- [Your assignment] Report, as a single number, how many lines of the records contain the word "const".
================================
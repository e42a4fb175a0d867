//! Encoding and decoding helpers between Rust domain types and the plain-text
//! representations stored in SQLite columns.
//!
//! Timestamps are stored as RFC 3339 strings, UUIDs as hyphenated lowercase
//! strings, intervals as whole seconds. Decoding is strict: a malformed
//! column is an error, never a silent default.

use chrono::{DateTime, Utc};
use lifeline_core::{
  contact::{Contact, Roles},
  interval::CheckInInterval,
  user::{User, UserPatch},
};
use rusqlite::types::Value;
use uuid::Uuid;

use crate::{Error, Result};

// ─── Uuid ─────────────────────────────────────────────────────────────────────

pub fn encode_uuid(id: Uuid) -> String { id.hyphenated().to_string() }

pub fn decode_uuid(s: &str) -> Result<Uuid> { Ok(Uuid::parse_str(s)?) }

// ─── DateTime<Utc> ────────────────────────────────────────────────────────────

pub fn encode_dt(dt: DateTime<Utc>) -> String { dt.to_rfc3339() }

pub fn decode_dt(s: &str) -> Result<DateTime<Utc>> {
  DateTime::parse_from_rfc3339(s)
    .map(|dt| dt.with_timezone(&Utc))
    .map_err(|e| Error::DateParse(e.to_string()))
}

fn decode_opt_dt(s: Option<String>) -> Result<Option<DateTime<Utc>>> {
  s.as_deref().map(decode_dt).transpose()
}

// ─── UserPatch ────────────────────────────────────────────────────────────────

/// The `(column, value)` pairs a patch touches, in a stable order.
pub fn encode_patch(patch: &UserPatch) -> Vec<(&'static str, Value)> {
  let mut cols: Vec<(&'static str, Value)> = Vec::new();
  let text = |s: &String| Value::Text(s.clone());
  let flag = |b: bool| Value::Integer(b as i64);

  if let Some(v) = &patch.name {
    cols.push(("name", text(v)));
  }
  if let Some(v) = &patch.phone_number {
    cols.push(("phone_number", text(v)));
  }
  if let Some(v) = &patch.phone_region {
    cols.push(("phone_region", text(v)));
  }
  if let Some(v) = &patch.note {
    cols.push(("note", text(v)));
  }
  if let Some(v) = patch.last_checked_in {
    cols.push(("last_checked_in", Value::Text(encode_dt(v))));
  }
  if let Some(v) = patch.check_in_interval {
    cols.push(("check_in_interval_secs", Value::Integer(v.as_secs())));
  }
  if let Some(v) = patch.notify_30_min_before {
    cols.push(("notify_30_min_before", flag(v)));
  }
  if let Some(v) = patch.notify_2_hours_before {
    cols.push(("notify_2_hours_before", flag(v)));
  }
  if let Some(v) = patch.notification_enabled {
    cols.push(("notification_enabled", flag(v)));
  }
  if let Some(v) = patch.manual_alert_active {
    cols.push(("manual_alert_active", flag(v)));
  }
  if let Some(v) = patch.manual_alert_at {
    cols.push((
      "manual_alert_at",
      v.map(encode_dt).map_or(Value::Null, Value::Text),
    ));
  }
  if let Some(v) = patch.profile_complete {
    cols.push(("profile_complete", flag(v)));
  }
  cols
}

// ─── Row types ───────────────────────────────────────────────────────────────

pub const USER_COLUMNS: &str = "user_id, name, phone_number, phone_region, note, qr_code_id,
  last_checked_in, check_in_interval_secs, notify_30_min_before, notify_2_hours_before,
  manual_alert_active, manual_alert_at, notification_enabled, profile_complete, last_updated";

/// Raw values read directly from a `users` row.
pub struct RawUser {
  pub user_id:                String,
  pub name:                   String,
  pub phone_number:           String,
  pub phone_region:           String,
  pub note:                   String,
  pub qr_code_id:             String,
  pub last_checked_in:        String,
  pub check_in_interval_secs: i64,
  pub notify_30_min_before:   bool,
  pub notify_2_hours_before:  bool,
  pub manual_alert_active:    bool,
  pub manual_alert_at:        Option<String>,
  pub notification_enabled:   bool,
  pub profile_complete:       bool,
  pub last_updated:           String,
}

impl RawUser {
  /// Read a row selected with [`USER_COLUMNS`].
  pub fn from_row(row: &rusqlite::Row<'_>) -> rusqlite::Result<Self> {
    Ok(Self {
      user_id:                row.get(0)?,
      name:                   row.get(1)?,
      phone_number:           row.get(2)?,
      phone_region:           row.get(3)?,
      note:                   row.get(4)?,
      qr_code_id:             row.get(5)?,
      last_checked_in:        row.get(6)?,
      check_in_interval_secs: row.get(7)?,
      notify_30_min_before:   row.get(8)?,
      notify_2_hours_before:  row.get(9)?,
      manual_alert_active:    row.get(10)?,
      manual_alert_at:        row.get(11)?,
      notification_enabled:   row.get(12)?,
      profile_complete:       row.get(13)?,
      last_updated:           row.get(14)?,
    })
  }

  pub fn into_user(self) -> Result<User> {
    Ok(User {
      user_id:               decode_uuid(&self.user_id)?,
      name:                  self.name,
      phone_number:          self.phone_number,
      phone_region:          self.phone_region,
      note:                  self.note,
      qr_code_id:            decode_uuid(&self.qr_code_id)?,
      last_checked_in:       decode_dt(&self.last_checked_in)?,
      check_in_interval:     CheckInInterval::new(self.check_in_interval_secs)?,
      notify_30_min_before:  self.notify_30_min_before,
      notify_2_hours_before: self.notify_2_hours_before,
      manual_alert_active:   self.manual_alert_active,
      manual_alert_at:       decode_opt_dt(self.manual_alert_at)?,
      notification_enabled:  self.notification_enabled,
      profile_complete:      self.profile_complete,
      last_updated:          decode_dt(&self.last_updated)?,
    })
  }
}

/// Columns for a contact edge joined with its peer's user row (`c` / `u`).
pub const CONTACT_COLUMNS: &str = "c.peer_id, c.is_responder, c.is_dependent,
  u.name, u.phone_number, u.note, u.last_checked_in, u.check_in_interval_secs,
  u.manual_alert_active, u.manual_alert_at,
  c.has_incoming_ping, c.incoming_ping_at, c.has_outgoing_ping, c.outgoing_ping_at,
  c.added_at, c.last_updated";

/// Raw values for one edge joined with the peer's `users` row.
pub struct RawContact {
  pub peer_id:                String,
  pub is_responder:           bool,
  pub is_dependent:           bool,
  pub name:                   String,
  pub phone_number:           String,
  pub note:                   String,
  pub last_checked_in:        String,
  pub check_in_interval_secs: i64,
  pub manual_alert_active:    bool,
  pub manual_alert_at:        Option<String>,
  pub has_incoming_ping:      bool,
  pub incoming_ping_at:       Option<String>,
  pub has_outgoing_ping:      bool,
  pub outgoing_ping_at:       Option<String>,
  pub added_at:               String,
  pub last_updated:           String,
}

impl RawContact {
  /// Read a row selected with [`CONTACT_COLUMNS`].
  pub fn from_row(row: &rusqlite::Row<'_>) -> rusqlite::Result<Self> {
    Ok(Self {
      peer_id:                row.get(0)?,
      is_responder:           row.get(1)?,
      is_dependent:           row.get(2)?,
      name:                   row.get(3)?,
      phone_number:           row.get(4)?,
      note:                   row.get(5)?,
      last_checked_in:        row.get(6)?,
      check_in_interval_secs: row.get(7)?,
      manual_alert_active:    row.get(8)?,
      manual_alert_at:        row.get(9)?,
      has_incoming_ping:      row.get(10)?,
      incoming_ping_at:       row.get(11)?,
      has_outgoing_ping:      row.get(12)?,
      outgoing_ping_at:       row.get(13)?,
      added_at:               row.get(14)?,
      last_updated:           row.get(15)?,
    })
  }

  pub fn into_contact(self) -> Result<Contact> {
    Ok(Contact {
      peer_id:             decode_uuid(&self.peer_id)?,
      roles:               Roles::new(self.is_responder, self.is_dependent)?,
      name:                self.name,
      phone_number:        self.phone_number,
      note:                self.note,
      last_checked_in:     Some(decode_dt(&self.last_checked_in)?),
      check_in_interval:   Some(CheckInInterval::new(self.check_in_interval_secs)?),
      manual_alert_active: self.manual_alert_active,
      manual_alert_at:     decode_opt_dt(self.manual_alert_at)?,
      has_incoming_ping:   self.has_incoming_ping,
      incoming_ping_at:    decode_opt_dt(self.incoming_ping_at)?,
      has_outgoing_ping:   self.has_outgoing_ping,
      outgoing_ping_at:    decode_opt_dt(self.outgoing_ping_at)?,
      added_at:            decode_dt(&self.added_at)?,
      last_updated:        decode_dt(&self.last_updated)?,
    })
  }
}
================================
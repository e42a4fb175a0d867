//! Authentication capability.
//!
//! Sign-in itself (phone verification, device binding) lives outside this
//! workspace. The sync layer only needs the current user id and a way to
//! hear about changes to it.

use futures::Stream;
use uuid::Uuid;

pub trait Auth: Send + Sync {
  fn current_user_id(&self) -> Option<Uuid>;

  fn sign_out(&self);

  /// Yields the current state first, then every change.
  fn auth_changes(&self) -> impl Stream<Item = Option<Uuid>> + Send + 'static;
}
================================
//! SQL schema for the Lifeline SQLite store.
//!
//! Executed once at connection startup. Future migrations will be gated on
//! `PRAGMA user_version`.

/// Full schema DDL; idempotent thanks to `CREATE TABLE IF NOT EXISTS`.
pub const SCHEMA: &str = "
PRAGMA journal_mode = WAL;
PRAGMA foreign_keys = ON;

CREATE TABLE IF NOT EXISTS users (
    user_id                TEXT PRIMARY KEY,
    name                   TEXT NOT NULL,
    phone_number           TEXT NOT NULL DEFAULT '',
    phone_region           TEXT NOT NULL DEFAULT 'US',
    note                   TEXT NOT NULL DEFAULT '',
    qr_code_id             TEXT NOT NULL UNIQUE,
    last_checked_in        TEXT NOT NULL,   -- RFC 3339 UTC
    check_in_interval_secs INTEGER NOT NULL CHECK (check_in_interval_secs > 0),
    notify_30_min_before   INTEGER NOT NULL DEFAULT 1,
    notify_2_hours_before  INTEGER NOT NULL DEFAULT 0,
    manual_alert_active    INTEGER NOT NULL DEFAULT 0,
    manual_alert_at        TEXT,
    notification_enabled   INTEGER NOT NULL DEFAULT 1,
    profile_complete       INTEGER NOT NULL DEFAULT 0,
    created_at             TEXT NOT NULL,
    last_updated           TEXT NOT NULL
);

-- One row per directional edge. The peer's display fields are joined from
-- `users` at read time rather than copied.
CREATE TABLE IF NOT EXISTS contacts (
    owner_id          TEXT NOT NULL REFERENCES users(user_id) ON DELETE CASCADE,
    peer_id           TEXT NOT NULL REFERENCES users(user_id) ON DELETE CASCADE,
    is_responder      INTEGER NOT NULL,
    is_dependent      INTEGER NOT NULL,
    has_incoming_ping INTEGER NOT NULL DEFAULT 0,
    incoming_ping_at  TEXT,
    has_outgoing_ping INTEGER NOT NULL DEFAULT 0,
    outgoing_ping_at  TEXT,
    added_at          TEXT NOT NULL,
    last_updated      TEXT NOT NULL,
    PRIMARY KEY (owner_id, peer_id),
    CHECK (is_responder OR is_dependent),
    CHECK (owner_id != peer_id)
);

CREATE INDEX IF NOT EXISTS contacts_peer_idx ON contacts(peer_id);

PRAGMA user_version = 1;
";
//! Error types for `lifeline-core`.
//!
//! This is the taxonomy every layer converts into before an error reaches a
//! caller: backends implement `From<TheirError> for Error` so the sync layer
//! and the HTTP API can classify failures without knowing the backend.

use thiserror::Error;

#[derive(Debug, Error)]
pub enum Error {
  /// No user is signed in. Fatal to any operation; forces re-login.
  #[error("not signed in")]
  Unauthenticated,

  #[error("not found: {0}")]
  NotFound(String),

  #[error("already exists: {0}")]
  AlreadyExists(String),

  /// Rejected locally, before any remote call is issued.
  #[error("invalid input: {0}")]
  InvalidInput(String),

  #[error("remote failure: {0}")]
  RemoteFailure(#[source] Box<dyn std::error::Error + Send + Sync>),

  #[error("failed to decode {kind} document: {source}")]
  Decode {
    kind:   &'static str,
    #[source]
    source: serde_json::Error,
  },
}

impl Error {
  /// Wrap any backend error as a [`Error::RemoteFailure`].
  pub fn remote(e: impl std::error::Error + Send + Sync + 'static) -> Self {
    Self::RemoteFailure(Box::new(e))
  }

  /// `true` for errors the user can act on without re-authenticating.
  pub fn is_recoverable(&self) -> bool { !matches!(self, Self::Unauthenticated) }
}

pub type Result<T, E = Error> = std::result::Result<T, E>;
================================
- [Task solution] 3